There really isn’t a cure for the fever I had last week, which was of the dengue variety.  If you don’t know about dengue fever, I hope what you read here will be all you will ever have to know.  Dengue starts with a mosquito and ends in days of pain and torture.  They didn’t use to call it “the breakbone fever” for nothing, let me tell you.  For me, it started with a headache and some neck and body stiffness.  I thought I just slept wrong.  The next day, the headache was worse and I was getting hot and cold flashes.  At the height of a hot flash, I went and took a cold shower (the only kind of shower we have).  That’s when I noticed the rash.  Chest, arms, neck, and top of legs.  Hmm. This got me to thinking.  I did feel a little warm… Yep, fever of 102.  Ok, something was up.

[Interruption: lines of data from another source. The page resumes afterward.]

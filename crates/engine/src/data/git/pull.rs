//! Cache-miss path of the git provider: clone into a staging directory, strip
//! repository metadata, then move the result into place.

use std::path::{Path, PathBuf};
use std::time::{SystemTime, UNIX_EPOCH};

use opflow_types::Creds;
use tokio::fs;
use tokio_util::sync::CancellationToken;
use tracing::{debug, info, warn};

use super::remote::{CloneRequest, RemoteError};
use super::{GitInner, GitTransport};
use crate::data::{DataError, PackageRef};

/// Repository metadata directory removed from every cached package.
const METADATA_DIR: &str = ".git";

impl GitInner {
    /// Ensure `package_ref` is present in the cache and return its directory.
    ///
    /// A directory already at the target location is a complete earlier pull and
    /// makes this a no-op. Failed or cancelled clones leave nothing behind.
    pub(super) async fn pull(&self, cancel: &CancellationToken, package_ref: &PackageRef) -> Result<PathBuf, DataError> {
        let destination = package_ref.to_path(&self.base_path);
        if already_cloned(&destination).await? {
            debug!(package = %package_ref, "package already cloned");
            return Ok(destination);
        }

        if let Some(parent) = destination.parent() {
            fs::create_dir_all(parent).await.map_err(|error| DataError::io(parent, &error))?;
        }
        let staging = staging_path(&destination);

        if let Err(error) = self.clone_into(cancel, package_ref, &staging).await {
            if error.is_cancelled() {
                info!(package = %package_ref, "cleaning up partially downloaded package");
            }
            remove_best_effort(&staging).await;
            return Err(error);
        }

        if let Err(error) = strip_metadata(&staging).await {
            remove_best_effort(&staging).await;
            return Err(error);
        }

        match fs::rename(&staging, &destination).await {
            Ok(()) => Ok(destination),
            Err(error) => {
                remove_best_effort(&staging).await;
                // Another process sharing the cache may have won the race.
                if already_cloned(&destination).await? {
                    Ok(destination)
                } else {
                    Err(DataError::io(&destination, &error))
                }
            }
        }
    }

    async fn clone_into(&self, cancel: &CancellationToken, package_ref: &PackageRef, staging: &Path) -> Result<(), DataError> {
        if let Some(creds) = &self.pull_creds {
            return self.clone_once(cancel, package_ref, GitTransport::Https, Some(creds), staging).await;
        }

        let result = self.clone_once(cancel, package_ref, GitTransport::SshAgent, None, staging).await;
        let Some(helper) = &self.credential_helper else {
            return result;
        };
        match result {
            Err(DataError::Authentication { .. }) => {
                let url = GitTransport::Https.url_for(&package_ref.name);
                info!(package = %package_ref, "ssh authentication failed; retrying over https");
                let creds = helper.fill(cancel, &url).await?;
                remove_best_effort(staging).await;
                self.clone_once(cancel, package_ref, GitTransport::Https, Some(&creds), staging).await
            }
            other => other,
        }
    }

    async fn clone_once(
        &self,
        cancel: &CancellationToken,
        package_ref: &PackageRef,
        transport: GitTransport,
        creds: Option<&Creds>,
        staging: &Path,
    ) -> Result<(), DataError> {
        let url = transport.url_for(&package_ref.name);
        let request = CloneRequest {
            url: &url,
            version: &package_ref.version,
            destination: staging,
            creds,
        };
        self.remote
            .clone_ref(cancel, request)
            .await
            .map_err(|error| map_remote_error(error, package_ref))
    }
}

fn map_remote_error(error: RemoteError, package_ref: &PackageRef) -> DataError {
    match error {
        RemoteError::AuthenticationRequired => DataError::Authentication {
            reference: package_ref.name.clone(),
        },
        RemoteError::AuthorizationFailed => DataError::Authorization {
            reference: package_ref.name.clone(),
        },
        RemoteError::NoMatchingRef => DataError::VersionNotFound {
            reference: package_ref.name.clone(),
            version: package_ref.version.clone(),
        },
        RemoteError::Cancelled => DataError::cancelled(package_ref.to_string()),
        RemoteError::Other(message) => DataError::fetch(package_ref.to_string(), message),
    }
}

async fn already_cloned(destination: &Path) -> Result<bool, DataError> {
    match fs::metadata(destination).await {
        Ok(metadata) if metadata.is_dir() => {
            strip_metadata(destination).await?;
            Ok(true)
        }
        Ok(_) => Ok(false),
        Err(error) if error.kind() == std::io::ErrorKind::NotFound => Ok(false),
        Err(error) => Err(DataError::io(destination, &error)),
    }
}

async fn strip_metadata(directory: &Path) -> Result<(), DataError> {
    let metadata_dir = directory.join(METADATA_DIR);
    match fs::remove_dir_all(&metadata_dir).await {
        Ok(()) => Ok(()),
        Err(error) if error.kind() == std::io::ErrorKind::NotFound => Ok(()),
        Err(error) => Err(DataError::io(&metadata_dir, &error)),
    }
}

fn staging_path(destination: &Path) -> PathBuf {
    let file_name = destination
        .file_name()
        .map(|name| name.to_string_lossy().into_owned())
        .unwrap_or_default();
    let nanos = SystemTime::now().duration_since(UNIX_EPOCH).map(|elapsed| elapsed.as_nanos()).unwrap_or_default();
    destination.with_file_name(format!("{file_name}.partial-{}-{nanos}", std::process::id()))
}

async fn remove_best_effort(path: &Path) {
    match fs::remove_dir_all(path).await {
        Ok(()) => {}
        Err(error) if error.kind() == std::io::ErrorKind::NotFound => {}
        Err(error) => warn!(path = %path.display(), error = %error, "failed to clean up partial download"),
    }
}
//! Git transport: the clone capability and its `git` CLI implementation.

use std::env;
use std::path::Path;
use std::process::Stdio;

use async_trait::async_trait;
use opflow_types::Creds;
use opflow_util::redact_sensitive;
use thiserror::Error;
use tokio::process::Command;
use tokio_util::sync::CancellationToken;
use tracing::debug;

/// Environment variables the inline credential helper reads from.
const USERNAME_ENV: &str = "OPFLOW_GIT_USERNAME";
const PASSWORD_ENV: &str = "OPFLOW_GIT_PASSWORD";

/// Credential helper that answers from the environment so secrets never reach argv.
const INLINE_CREDENTIAL_HELPER: &str =
    "credential.helper=!f() { echo \"username=${OPFLOW_GIT_USERNAME}\"; echo \"password=${OPFLOW_GIT_PASSWORD}\"; }; f";

/// A shallow, single-ref clone request.
#[derive(Debug, Clone, Copy)]
pub struct CloneRequest<'a> {
    pub url: &'a str,
    /// Tag (or branch) to check out.
    pub version: &'a str,
    pub destination: &'a Path,
    pub creds: Option<&'a Creds>,
}

/// Why a clone failed, as far as the caller needs to know.
#[derive(Debug, Clone, Error, PartialEq, Eq)]
pub enum RemoteError {
    #[error("authentication required")]
    AuthenticationRequired,
    #[error("authorization failed")]
    AuthorizationFailed,
    #[error("no matching ref")]
    NoMatchingRef,
    #[error("clone cancelled")]
    Cancelled,
    #[error("{0}")]
    Other(String),
}

/// Capability to clone a single ref of a remote repository.
#[async_trait]
pub trait GitRemote: Send + Sync {
    async fn clone_ref(&self, cancel: &CancellationToken, request: CloneRequest<'_>) -> Result<(), RemoteError>;
}

/// [`GitRemote`] backed by the `git` executable.
///
/// SSH clones authenticate through the running SSH agent; prompting is disabled
/// so a missing identity fails fast instead of hanging.
#[derive(Debug, Clone)]
pub struct GitCli {
    program: String,
}

impl Default for GitCli {
    fn default() -> Self {
        Self { program: "git".into() }
    }
}

impl GitCli {
    pub fn new(program: impl Into<String>) -> Self {
        Self { program: program.into() }
    }

    fn build_command(&self, request: &CloneRequest<'_>) -> Command {
        let mut command = Command::new(&self.program);
        if let Some(creds) = request.creds {
            command
                .args(["-c", "credential.helper=", "-c", INLINE_CREDENTIAL_HELPER])
                .env(USERNAME_ENV, &creds.username)
                .env(PASSWORD_ENV, &creds.password);
        }
        command
            .args(["clone", "--quiet", "--depth", "1", "--single-branch", "--branch"])
            .arg(request.version)
            .arg("--")
            .arg(request.url)
            .arg(request.destination)
            .env("GIT_TERMINAL_PROMPT", "0")
            .stdin(Stdio::null())
            .stdout(Stdio::piped())
            .stderr(Stdio::piped())
            .kill_on_drop(true);
        if env::var_os("GIT_SSH_COMMAND").is_none() {
            command.env("GIT_SSH_COMMAND", "ssh -o BatchMode=yes");
        }
        command
    }
}

#[async_trait]
impl GitRemote for GitCli {
    async fn clone_ref(&self, cancel: &CancellationToken, request: CloneRequest<'_>) -> Result<(), RemoteError> {
        debug!(
            url = %redact_sensitive(request.url),
            version = %request.version,
            destination = %request.destination.display(),
            "git clone started"
        );
        let child = self
            .build_command(&request)
            .spawn()
            .map_err(|error| RemoteError::Other(format!("failed to run {}: {error}", self.program)))?;

        let output = tokio::select! {
            biased;
            _ = cancel.cancelled() => return Err(RemoteError::Cancelled),
            output = child.wait_with_output() => output.map_err(|error| RemoteError::Other(error.to_string()))?,
        };

        if output.status.success() {
            return Ok(());
        }
        Err(classify_clone_failure(&String::from_utf8_lossy(&output.stderr)))
    }
}

/// Map `git clone` diagnostics onto the failure kinds callers act on.
pub fn classify_clone_failure(stderr: &str) -> RemoteError {
    let lowered = stderr.to_ascii_lowercase();

    if (lowered.contains("remote branch") && lowered.contains("not found")) || lowered.contains("could not find remote branch") {
        return RemoteError::NoMatchingRef;
    }

    const AUTHENTICATION_MARKERS: [&str; 6] = [
        "authentication failed",
        "could not read username",
        "could not read password",
        "terminal prompts disabled",
        "permission denied (publickey",
        "returned error: 401",
    ];
    if AUTHENTICATION_MARKERS.iter().any(|marker| lowered.contains(marker)) {
        return RemoteError::AuthenticationRequired;
    }

    const AUTHORIZATION_MARKERS: [&str; 4] = ["returned error: 403", "access denied", "not authorized", "permission to"];
    if AUTHORIZATION_MARKERS.iter().any(|marker| lowered.contains(marker)) {
        return RemoteError::AuthorizationFailed;
    }

    RemoteError::Other(redact_sensitive(stderr.trim()))
}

Later, as I lay in bed burning up (temp of 104 at this time) and shivering, every muscle and joint aching, Sarah walked in.  She is staying with me temporarily while her new housing gets approved, but had been in Quito for a few days and missed the onset of my sickness.  First thing she says to me: “Hey. Your face looks really swollen.  And you are red.”  True, and true.  After consulting a PCV with internet access and later, the PC doctor, I found that all symptoms indicated I had dengue fever.  The whole coast is pretty much dengue-central, so not surprising I got it since I get bitten by mosquitoes ALL the time.  What’s more surprising is that it took me this long, really.  Ok, so I had a diagnosis.  What now?  Well, all you can do for dengue is… nothing.  Take Tylenol for the fever and pain (didn’t make a dent in the pain, let me tell you), drink lots of water, and sleep.  Well, I drank a ton, but the thought of having to get up and walk down stairs to the bathroom every few hours hung in the back of my mind with every gulp.  I ate practically nothing, watched a half dozen bad movies (and some good ones too) and spent about 23.5 hours a day in my bed for 5 days straight. 

It’s now been 10 days since the onset, and I am feeling much better- although the headache is lingering.  I never got the blood test to confirm it was dengue, since the lab to give my blood sample is an hour away in Atacames and I was in no shape to either walk to the bus stop or sit on a bus for any length of time (and they wouldn’t have been able to do anything about it anyways- I was doing everything there was to do), but I still feel confident that that’s what it was.  So does my host mom, who wasted no time at all pulling out her aguardiente (sugar cane alcohol) to put on my skin and cool me down.  It actually works, for a few minutes, but even alcohol of this proof is no match for “the breakbone fever.”  So there you have it- my first, real-life, tropical, third-world disease.  I had to get at least one…May it be my last.  I so would have rather had a tapeworm.